President of Brazil Jair Bolsonaro arrived in Washington on Sunday, and on Monday he had a meeting at the CIA in Langley, Virginia. This is considered a highly unusual move, for a Brazilian president to meet with the CIA on his first trip to the U.S., but it points to Bolsonaro’s affinity with President Trump and his foreign policy team’s agenda for the hemisphere.

On to talk about all of this with me today is Alex Main, director of international policy at the Center for Economic and Policy Research in Washington, D.C. Alex, good to have you with us.

ALEX MAIN: Good to be here, Sharmini.

SHARMINI PERIES: All right, Alex, let’s just chew off what’s on the agenda, what’s the purpose of this visit to the U.S. on the part of Jair Bolsonaro?

ALEX MAIN: Well, first of all, it’s highly unusual for a president of any country to visit the CIA. And it’s the first time that a Brazilian president, at least the first time in recent history, that a Brazilian president chooses to first visit the United States for his first bilateral meetings with a foreign government. You know, generally Brazilian presidents, when they’re inaugurated, they’ll first go visit neighboring countries. They’ll start with Argentina, for instance. But this really points to the extent to which Bolsonaro really wants to prioritize the relationship with the Trump administration, and he’s made that very clear from the beginning. It’s a very radical departure from traditional Brazilian foreign policy, and in particular the foreign policy of the Workers Party governments that were in place from 2002 to 2016. And you know, I think it really shows that Brazil is going to have a very new focus going forward.

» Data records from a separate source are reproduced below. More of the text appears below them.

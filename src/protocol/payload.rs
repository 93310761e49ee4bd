//! Status payload markup sent by the host with every update event
//!
//! The document carries an optional build token and a `form_data` element
//! whose `action` attribute tells the panel why it was opened:
//!
//! ```xml
//! <root>
//!   <git_hash>3f2a9c1</git_hash>
//!   <form_data action="item_edit"/>
//! </root>
//! ```

use roxmltree::Document;

use crate::error::PayloadError;

pub const ROOT_TAG: &str = "root";
pub const TOKEN_TAG: &str = "git_hash";
pub const FORM_DATA_TAG: &str = "form_data";
pub const ACTION_ATTRIBUTE: &str = "action";

/// Reason the host opened the debug panel
#[derive(Debug, Clone, PartialEq, Eq)]
pub enum Action {
    /// Compilation failed while redoing items that were not edited
    RedoItems,
    /// Compilation failed while creating a new item
    ItemCreate,
    /// Compilation failed while editing an existing item
    ItemEdit,
    /// A value this panel does not know about
    Unknown(String),
}

impl Action {
    pub fn as_str(&self) -> &str {
        match self {
            Action::RedoItems => "redo_items",
            Action::ItemCreate => "item_create",
            Action::ItemEdit => "item_edit",
            Action::Unknown(value) => value.as_str(),
        }
    }
}

impl From<&str> for Action {
    fn from(value: &str) -> Self {
        match value {
            "redo_items" => Action::RedoItems,
            "item_create" => Action::ItemCreate,
            "item_edit" => Action::ItemEdit,
            other => Action::Unknown(other.to_string()),
        }
    }
}

/// Contents of a well-formed status payload
#[derive(Debug, Clone, Default, PartialEq, Eq)]
pub struct StatusPayload {
    pub action: Option<Action>,
    pub token: Option<String>,
}

impl StatusPayload {
    pub fn new(action: Action) -> Self {
        Self {
            action: Some(action),
            token: None,
        }
    }

    #[cfg(test)]
    pub fn with_token(mut self, token: impl Into<String>) -> Self {
        self.token = Some(token.into());
        self
    }

    /// Encode as the markup document the panel expects
    pub fn to_markup(&self) -> String {
        let mut markup = format!("<{}>", ROOT_TAG);
        if let Some(token) = &self.token {
            markup.push_str(&format!(
                "<{tag}>{}</{tag}>",
                escape_markup(token),
                tag = TOKEN_TAG
            ));
        }
        match &self.action {
            Some(action) => markup.push_str(&format!(
                "<{} {}=\"{}\"/>",
                FORM_DATA_TAG,
                ACTION_ATTRIBUTE,
                escape_markup(action.as_str())
            )),
            None => markup.push_str(&format!("<{}/>", FORM_DATA_TAG)),
        }
        markup.push_str(&format!("</{}>", ROOT_TAG));
        markup
    }
}

/// Outcome of reading a status payload
#[derive(Debug, Clone, PartialEq, Eq)]
pub enum ParsedStatus {
    /// A `form_data` element was found
    Valid(StatusPayload),
    /// Well-formed, but without `form_data`
    Missing { token: Option<String> },
    /// Not parseable as markup
    Malformed(PayloadError),
}

impl ParsedStatus {
    /// Verification token, if the document carried one
    pub fn token(&self) -> Option<&str> {
        match self {
            ParsedStatus::Valid(payload) => payload.token.as_deref(),
            ParsedStatus::Missing { token } => token.as_deref(),
            ParsedStatus::Malformed(_) => None,
        }
    }
}

/// Parse a status payload. Never fails; problems are reported as variants.
pub fn parse_status(markup: &str) -> ParsedStatus {
    let document = match Document::parse(markup) {
        Ok(document) => document,
        Err(e) => return ParsedStatus::Malformed(PayloadError::Markup(e.to_string())),
    };

    let token = document
        .descendants()
        .find(|node| node.has_tag_name(TOKEN_TAG))
        .and_then(|node| node.text())
        .map(str::trim)
        .filter(|text| !text.is_empty())
        .map(str::to_string);

    match document
        .descendants()
        .find(|node| node.has_tag_name(FORM_DATA_TAG))
    {
        Some(form_data) => ParsedStatus::Valid(StatusPayload {
            action: form_data.attribute(ACTION_ATTRIBUTE).map(Action::from),
            token,
        }),
        None => ParsedStatus::Missing { token },
    }
}

fn escape_markup(text: &str) -> String {
    let mut escaped = String::with_capacity(text.len());
    for c in text.chars() {
        match c {
            '&' => escaped.push_str("&amp;"),
            '<' => escaped.push_str("&lt;"),
            '>' => escaped.push_str("&gt;"),
            '"' => escaped.push_str("&quot;"),
            '\'' => escaped.push_str("&apos;"),
            _ => escaped.push(c),
        }
    }
    escaped
}
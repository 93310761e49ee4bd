//! Transports carrying events between the panel and its host

use crossbeam_channel::{unbounded, Receiver, Sender};
use serde::Serialize;
use std::io::{BufRead, Write};
use std::thread::JoinHandle;
use tracing::{debug, info, warn};

use crate::error::BridgeError;
use crate::protocol::{CommandEvent, InboundEvent};

/// Outbound half of the host channel
pub trait Transport {
    /// Hand a command to the host. No acknowledgment is expected.
    fn dispatch(&mut self, event: &CommandEvent) -> Result<(), BridgeError>;

    /// Tell the host the panel window is being torn down
    fn close_window(&mut self) -> Result<(), BridgeError>;
}

/// Messages arriving at the host end of a channel transport
#[derive(Debug, Clone, PartialEq, Eq)]
pub enum HostBound {
    Command(CommandEvent),
    WindowClosed,
}

/// Host side of an in-process channel pair
pub struct HostEndpoint {
    /// Commands sent by the panel
    pub from_panel: Receiver<HostBound>,
    /// Events delivered to the panel
    pub to_panel: Sender<InboundEvent>,
}

/// In-process transport backed by crossbeam channels
pub struct ChannelTransport {
    outbound: Sender<HostBound>,
}

impl ChannelTransport {
    /// Create a connected transport, the panel's inbound queue and the host endpoint
    pub fn pair() -> (Self, Receiver<InboundEvent>, HostEndpoint) {
        let (outbound, from_panel) = unbounded();
        let (to_panel, inbound) = unbounded();
        (
            Self { outbound },
            inbound,
            HostEndpoint {
                from_panel,
                to_panel,
            },
        )
    }
}

impl Transport for ChannelTransport {
    fn dispatch(&mut self, event: &CommandEvent) -> Result<(), BridgeError> {
        self.outbound
            .send(HostBound::Command(event.clone()))
            .map_err(|_| BridgeError::ChannelClosed)
    }

    fn close_window(&mut self) -> Result<(), BridgeError> {
        self.outbound
            .send(HostBound::WindowClosed)
            .map_err(|_| BridgeError::ChannelClosed)
    }
}

/// One line of outbound JSON
#[derive(Serialize)]
#[serde(tag = "type", rename_all = "snake_case")]
enum OutboundLine<'a> {
    Command(&'a CommandEvent),
    CloseWindow,
}

/// Newline-delimited JSON over any writer, typically stdout
pub struct JsonLinesTransport<W: Write> {
    writer: W,
}

impl<W: Write> JsonLinesTransport<W> {
    pub fn new(writer: W) -> Self {
        Self { writer }
    }

    #[cfg(test)]
    pub fn into_inner(self) -> W {
        self.writer
    }

    fn write_line(&mut self, line: &OutboundLine<'_>) -> Result<(), BridgeError> {
        serde_json::to_writer(&mut self.writer, line)?;
        self.writer.write_all(b"\n")?;
        self.writer.flush()?;
        Ok(())
    }
}

impl<W: Write> Transport for JsonLinesTransport<W> {
    fn dispatch(&mut self, event: &CommandEvent) -> Result<(), BridgeError> {
        self.write_line(&OutboundLine::Command(event))
    }

    fn close_window(&mut self) -> Result<(), BridgeError> {
        self.write_line(&OutboundLine::CloseWindow)
    }
}

/// Read inbound JSON lines on a background thread and queue them for the UI.
///
/// `notify` runs after every queued event so the UI can wake up.
pub fn spawn_line_reader<R, F>(reader: R, sender: Sender<InboundEvent>, notify: F) -> JoinHandle<()>
where
    R: BufRead + Send + 'static,
    F: Fn() + Send + 'static,
{
    std::thread::spawn(move || {
        info!("Inbound reader started");
        for line in reader.lines() {
            let line = match line {
                Ok(line) => line,
                Err(e) => {
                    warn!("Failed to read inbound line: {}", e);
                    break;
                }
            };
            let line = line.trim();
            if line.is_empty() {
                continue;
            }

            match serde_json::from_str::<InboundEvent>(line) {
                Ok(event) => {
                    debug!("Inbound event: {}", event.id);
                    if sender.send(event).is_err() {
                        break;
                    }
                    notify();
                }
                Err(e) => warn!("Ignoring unreadable inbound line: {}", e),
            }
        }
        info!("Inbound reader exiting");
    })
}
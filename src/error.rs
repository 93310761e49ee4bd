//! Error types for the host bridge and payload parsing

use thiserror::Error;

/// Failures while handing an event to the transport
#[derive(Error, Debug)]
pub enum BridgeError {
    /// The host side of the channel has gone away
    #[error("Transport channel closed")]
    ChannelClosed,
    #[error("Transport I/O error: {0}")]
    Io(#[from] std::io::Error),
    #[error("Failed to encode event: {0}")]
    Encode(#[from] serde_json::Error),
}

/// Failures while reading a status payload
#[derive(Error, Debug, Clone, PartialEq, Eq)]
pub enum PayloadError {
    #[error("Status payload is not well-formed markup: {0}")]
    Markup(String),
}
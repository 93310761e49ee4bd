//! Visible form state of the debug panel

use crate::protocol::Action;

pub const FORM_TITLE: &str = "LaTeX2AI debug LaTeX code";
pub const DEFAULT_CONFIRM_LABEL: &str = "OK";
pub const DEFAULT_CANCEL_LABEL: &str = "Cancel";
pub const CANCEL_CREATION_LABEL: &str = "Cancel item creation";
pub const CANCEL_EDIT_LABEL: &str = "Cancel item edit";
pub const REDO_ITEMS_MESSAGE: &str = "The error occurred while recompiling items that were not changed.\nThis usually happens when something in the header changes or the document is compiled on a different system than before.";

/// Lifecycle of the panel
#[derive(Debug, Clone, Copy, PartialEq, Eq, Default)]
pub enum PanelPhase {
    /// Handlers not registered yet
    #[default]
    Starting,
    /// `ready` sent, reacting to events
    Ready,
    /// Close requested, no further commands are sent
    Closing,
}

/// Widget properties the host can influence
#[derive(Debug, Clone, PartialEq, Eq)]
pub struct PanelUiState {
    pub confirm_enabled: bool,
    pub confirm_label: String,
    pub cancel_label: String,
    pub info_text: String,
}

impl Default for PanelUiState {
    fn default() -> Self {
        Self {
            confirm_enabled: true,
            confirm_label: DEFAULT_CONFIRM_LABEL.to_string(),
            cancel_label: DEFAULT_CANCEL_LABEL.to_string(),
            info_text: String::new(),
        }
    }
}

impl PanelUiState {
    /// Apply an action. Only the fields the action governs are touched.
    ///
    /// Returns whether the action is one this panel understands.
    pub fn apply(&mut self, action: &Action) -> bool {
        match action {
            Action::RedoItems => {
                self.confirm_enabled = false;
                self.info_text = REDO_ITEMS_MESSAGE.to_string();
            }
            Action::ItemCreate => self.cancel_label = CANCEL_CREATION_LABEL.to_string(),
            Action::ItemEdit => self.cancel_label = CANCEL_EDIT_LABEL.to_string(),
            Action::Unknown(_) => return false,
        }
        true
    }
}
//! Event Bridge
//!
//! Wraps the channel to the host plugin. Outbound commands get this panel's
//! fixed routing triple; inbound events are routed by id through a registry
//! filled once at startup.

pub mod transport;

use std::collections::HashMap;
use tracing::{debug, info, warn};

use crate::error::BridgeError;
use crate::protocol::{CommandEvent, InboundEvent, InboundKind, PanelCommand, Routing};

pub use transport::{ChannelTransport, HostBound, HostEndpoint, JsonLinesTransport, Transport};

/// An inbound event after routing
#[derive(Debug, Clone, PartialEq, Eq)]
pub enum HostMessage {
    /// Opaque skin description for the theme layer
    ThemeChanged(String),
    /// Status payload markup
    StatusUpdate(String),
    /// The host wants the panel window gone
    CloseRequested,
}

/// Bidirectional messaging with the host
pub struct EventBridge<T: Transport> {
    routing: Routing,
    transport: T,
    handlers: HashMap<String, InboundKind>,
    closing: bool,
}

impl<T: Transport> EventBridge<T> {
    pub fn new(routing: Routing, transport: T) -> Self {
        Self {
            routing,
            transport,
            handlers: HashMap::new(),
            closing: false,
        }
    }

    pub fn routing(&self) -> &Routing {
        &self.routing
    }

    /// Associate an inbound event id with a handler kind. Last registration wins.
    pub fn register(&mut self, event_id: impl Into<String>, kind: InboundKind) {
        let event_id = event_id.into();
        debug!("Registering handler {:?} for {}", kind, event_id);
        if let Some(previous) = self.handlers.insert(event_id.clone(), kind) {
            warn!(
                "Handler for {} registered twice ({:?} replaced by {:?})",
                event_id, previous, kind
            );
        }
    }

    /// Number of registered inbound handlers
    pub fn handler_count(&self) -> usize {
        self.handlers.len()
    }

    #[cfg(test)]
    pub fn is_registered(&self, event_id: &str) -> bool {
        self.handlers.contains_key(event_id)
    }

    /// Send a command with this panel's routing. Fire-and-forget.
    pub fn send(&mut self, command: PanelCommand, payload: impl Into<String>) -> Result<(), BridgeError> {
        let event = CommandEvent::new(command, &self.routing, payload);
        debug!("Sending {} to {}", event.id(), event.destination());
        self.transport.dispatch(&event)
    }

    /// Ask for the panel window to be torn down
    pub fn close(&mut self) -> Result<(), BridgeError> {
        if self.closing {
            return Ok(());
        }
        info!("Closing debug panel");
        self.closing = true;
        self.transport.close_window()
    }

    #[cfg(test)]
    pub fn is_closing(&self) -> bool {
        self.closing
    }

    /// Look up the handler for an inbound event
    pub fn route(&self, event: InboundEvent) -> Option<HostMessage> {
        let Some(kind) = self.handlers.get(&event.id) else {
            debug!("No handler registered for {}, dropping", event.id);
            return None;
        };

        Some(match kind {
            InboundKind::ThemeChanged => HostMessage::ThemeChanged(event.payload),
            InboundKind::StatusUpdate => HostMessage::StatusUpdate(event.payload),
            InboundKind::CloseRequested => HostMessage::CloseRequested,
        })
    }
}
//! Loopback demo host
//!
//! Stands in for the plug-in when the panel runs on its own: answers `ready`
//! with a status update for a chosen action and closes the panel on
//! `ok`/`cancel`.

use std::thread::JoinHandle;
use tracing::{info, warn};

use crate::bridge::{HostBound, HostEndpoint};
use crate::protocol::events::THEME_COLOR_CHANGED_EVENT;
use crate::protocol::{Action, CommandEvent, InboundEvent, InboundKind, PanelCommand, StatusPayload};

/// Skin the demo host reports on startup
const DEMO_THEME: &str = r#"{"panel_background":[50,50,50],"base_font_size":13}"#;

pub struct DemoHost {
    namespace: String,
    status: StatusPayload,
}

impl DemoHost {
    pub fn new(namespace: impl Into<String>, action: Action, token: Option<String>) -> Self {
        let mut status = StatusPayload::new(action);
        status.token = token;
        Self {
            namespace: namespace.into(),
            status,
        }
    }

    /// Events the host sends back for one command
    pub fn respond(&self, event: &CommandEvent) -> Vec<InboundEvent> {
        let Some(command) = PanelCommand::from_event_id(&self.namespace, event.id()) else {
            warn!("Demo host ignoring unknown command {}", event.id());
            return Vec::new();
        };

        match command {
            PanelCommand::Ready => vec![
                InboundEvent::new(THEME_COLOR_CHANGED_EVENT, DEMO_THEME),
                InboundEvent::of_kind(
                    InboundKind::StatusUpdate,
                    &self.namespace,
                    self.status.to_markup(),
                ),
            ],
            PanelCommand::Ok | PanelCommand::Cancel => {
                info!("Demo host received {}, closing panel", command.suffix());
                vec![InboundEvent::of_kind(InboundKind::CloseRequested, &self.namespace, "")]
            }
            PanelCommand::OpenLog => {
                info!("Demo host would open the LaTeX log file");
                Vec::new()
            }
            PanelCommand::CreateDebug => {
                info!("Demo host would create the debug folder");
                Vec::new()
            }
        }
    }

    /// Serve the panel on a background thread until the window closes.
    ///
    /// `notify` runs after every batch of replies so the UI can wake up.
    pub fn spawn<F>(self, endpoint: HostEndpoint, notify: F) -> JoinHandle<()>
    where
        F: Fn() + Send + 'static,
    {
        std::thread::spawn(move || {
            info!("Demo host thread starting...");
            while let Ok(message) = endpoint.from_panel.recv() {
                match message {
                    HostBound::Command(event) => {
                        for reply in self.respond(&event) {
                            if endpoint.to_panel.send(reply).is_err() {
                                return;
                            }
                        }
                        notify();
                    }
                    HostBound::WindowClosed => break,
                }
            }
            info!("Demo host thread exiting...");
        })
    }
}
//! LaTeX2AI debug panel
//!
//! Shows why a LaTeX compilation failed and forwards the user's choice
//! (edit again, cancel, open log, create debug files) to the host plug-in.

mod bridge;
mod config;
mod error;
mod host;
mod panel;
mod protocol;
mod window;

use anyhow::Result;
use clap::Parser;
use std::io::BufReader;
use std::path::PathBuf;
use tracing::{error, info};
use tracing_subscriber::{EnvFilter, FmtSubscriber};

use crate::bridge::{ChannelTransport, EventBridge, JsonLinesTransport};
use crate::config::PanelConfig;
use crate::host::DemoHost;
use crate::panel::PanelController;
use crate::protocol::{Action, Routing};
use crate::window::DebugPanelApp;

/// LaTeX2AI debug panel
#[derive(Parser, Debug)]
#[command(name = "latex2ai-debug-panel")]
#[command(about = "Debug status panel for LaTeX2AI compilation errors")]
struct Args {
    /// Configuration file (defaults to the user config directory)
    #[arg(short, long)]
    config: Option<PathBuf>,

    /// Run against a built-in host that reports this action
    /// (redo_items, item_create, item_edit)
    #[arg(long, value_name = "ACTION")]
    demo: Option<String>,

    /// Build token the host must report, overrides the configuration
    #[arg(long)]
    expected_token: Option<String>,

    /// Write the default configuration file and exit
    #[arg(long)]
    init_config: bool,
}

fn main() -> Result<()> {
    // Logs go to stderr, stdout carries the host protocol
    let subscriber = FmtSubscriber::builder()
        .with_env_filter(EnvFilter::try_from_default_env().unwrap_or_else(|_| EnvFilter::new("info")))
        .with_writer(std::io::stderr)
        .finish();
    tracing::subscriber::set_global_default(subscriber)?;

    let args = Args::parse();

    if args.init_config {
        let path = match &args.config {
            Some(path) => path.clone(),
            None => config::default_config_path()?,
        };
        config::save_config(&PanelConfig::default(), &path)?;
        println!("Wrote default configuration to {}", path.display());
        return Ok(());
    }

    let mut config = load_panel_config(args.config.as_deref())?;
    if args.expected_token.is_some() {
        config.verification.expected_token = args.expected_token.clone();
    }

    let result = match &args.demo {
        Some(action) => run_demo(&config, Action::from(action.as_str())),
        None => run_stdio(&config),
    };

    check_panel_result(result)?;
    info!("Debug panel shutdown complete");

    Ok(())
}

/// Turn a window failure into a non-zero exit
fn check_panel_result(result: Result<(), eframe::Error>) -> Result<()> {
    result.map_err(|e| {
        error!("Panel error: {}", e);
        anyhow::anyhow!("Panel error: {e}")
    })
}

/// Load configuration from an explicit path, the default location, or defaults
fn load_panel_config(path: Option<&std::path::Path>) -> Result<PanelConfig> {
    if let Some(path) = path {
        let config = config::load_config(path)?;
        info!("Loaded configuration from {:?}", path);
        return Ok(config);
    }

    if let Ok(config_path) = config::default_config_path() {
        if config_path.exists() {
            if let Ok(config) = config::load_config(&config_path) {
                info!("Loaded configuration from {:?}", config_path);
                return Ok(config);
            }
        }
    }
    info!("Using default configuration");
    Ok(PanelConfig::default())
}

/// Talk to the host over JSON lines on stdin/stdout
fn run_stdio(config: &PanelConfig) -> Result<(), eframe::Error> {
    info!("Running against host on stdin/stdout");

    let routing = Routing::from(&config.bridge);
    let expected_token = config.verification.expected_token.clone();

    window::run_panel(&config.window, move |ctx| {
        let (sender, inbound) = crossbeam_channel::unbounded();
        let repaint = ctx.clone();
        bridge::transport::spawn_line_reader(BufReader::new(std::io::stdin()), sender, move || {
            repaint.request_repaint()
        });

        let transport = JsonLinesTransport::new(std::io::stdout());
        start_panel(EventBridge::new(routing, transport), expected_token, inbound)
    })
}

/// Run against the built-in loopback host
fn run_demo(config: &PanelConfig, action: Action) -> Result<(), eframe::Error> {
    info!("Running in demo mode with action {}", action.as_str());

    let routing = Routing::from(&config.bridge);
    let expected_token = config.verification.expected_token.clone();

    window::run_panel(&config.window, move |ctx| {
        let (transport, inbound, endpoint) = ChannelTransport::pair();
        let repaint = ctx.clone();
        DemoHost::new(routing.namespace.clone(), action, expected_token.clone())
            .spawn(endpoint, move || repaint.request_repaint());

        start_panel(EventBridge::new(routing, transport), expected_token, inbound)
    })
}

fn start_panel<T: bridge::Transport>(
    bridge: EventBridge<T>,
    expected_token: Option<String>,
    inbound: crossbeam_channel::Receiver<protocol::InboundEvent>,
) -> DebugPanelApp<T> {
    let mut controller = PanelController::new(bridge, expected_token);
    if let Err(e) = controller.start() {
        error!("Failed to announce panel to host: {}", e);
    }
    DebugPanelApp::new(controller, inbound)
}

SHARMINI PERIES: All right, Alex, so what is on the agenda? Obviously Venezuela, given the recent conflict between Brazil and Venezuela on the border, and also with Colombia. But regional hemispheric issues is something that’s been highlighted in terms of this trip.

ALEX MAIN: Well, yes. I mean, I think the absolute priority for the Trump administration is Venezuela. That’s what’s highest up on the agenda for, of course, the past year or so. Regime change in Venezuela has been the utmost priority for the Trump administration in the region. And this has intensified since January 23, when the U.S. recognized the self-proclaimed interim president Juan Guaido, and then pushed, essentially, for a military coup to take place. They’re trying to ramp up the pressure on the Maduro government through every means possible, excepting for now military intervention.

So the U.S. has increased, of course, economic sanctions on Venezuela. They’d like to see other countries, big trading partners like Brazil, do the same thing. And they’d like more cooperation from Brazil in containing Venezuela. And they’re likely to get commitments to that from Jair Bolsonaro, in part because he seems to be very pliant when it comes to the Trump administration and its wishes, and also because he himself has a very, sort of, anti-left agenda both within Brazil and externally.

So we can expect Venezuela to be high up on the agenda from the Brazilian and from Bolsonaro’s end. I think he wants to remake his image a little bit. Glenn Greenwald had a good piece on this in the Intercept about how the links between Bolsonaro and his family to militias, some of the worst militias in Brazil, and those most likely responsible for the assassination of Marielle Franco. They are becoming more and more apparent, these links between the Bolsonaro family and these militias and Bolsonaro himself. It’s going to be an increasingly big scandal. Bolsonaro needs to find a way to step away from that, as well as from his very poor, weak performance in other venues, particularly his other big foreign trip up to now, which was to Davos, the World Economic Forum, where he made an embarrassment of himself. Very, very weak speech. Everyone was expecting him to put on the best possible performance. And it was an absolute embarrassment for Brazil. So I think he’s hoping that by cuddling up to the Trump administration he’s going to get payback in the form of a lot of support, recognition, and praise from the Trump administration I think he dearly needs domestically, at this point.

SHARMINI PERIES: All right, Alex, let’s dig into this trip to the CIA a bit more. Now, I understand he was accompanied by Sergio Moro, who is now the justice minister. But previously we knew him as the judge who prosecuted Lula da Silva and made sure he was behind bars so he couldn’t compete as a presidential candidate in the last election where Bolsonaro won.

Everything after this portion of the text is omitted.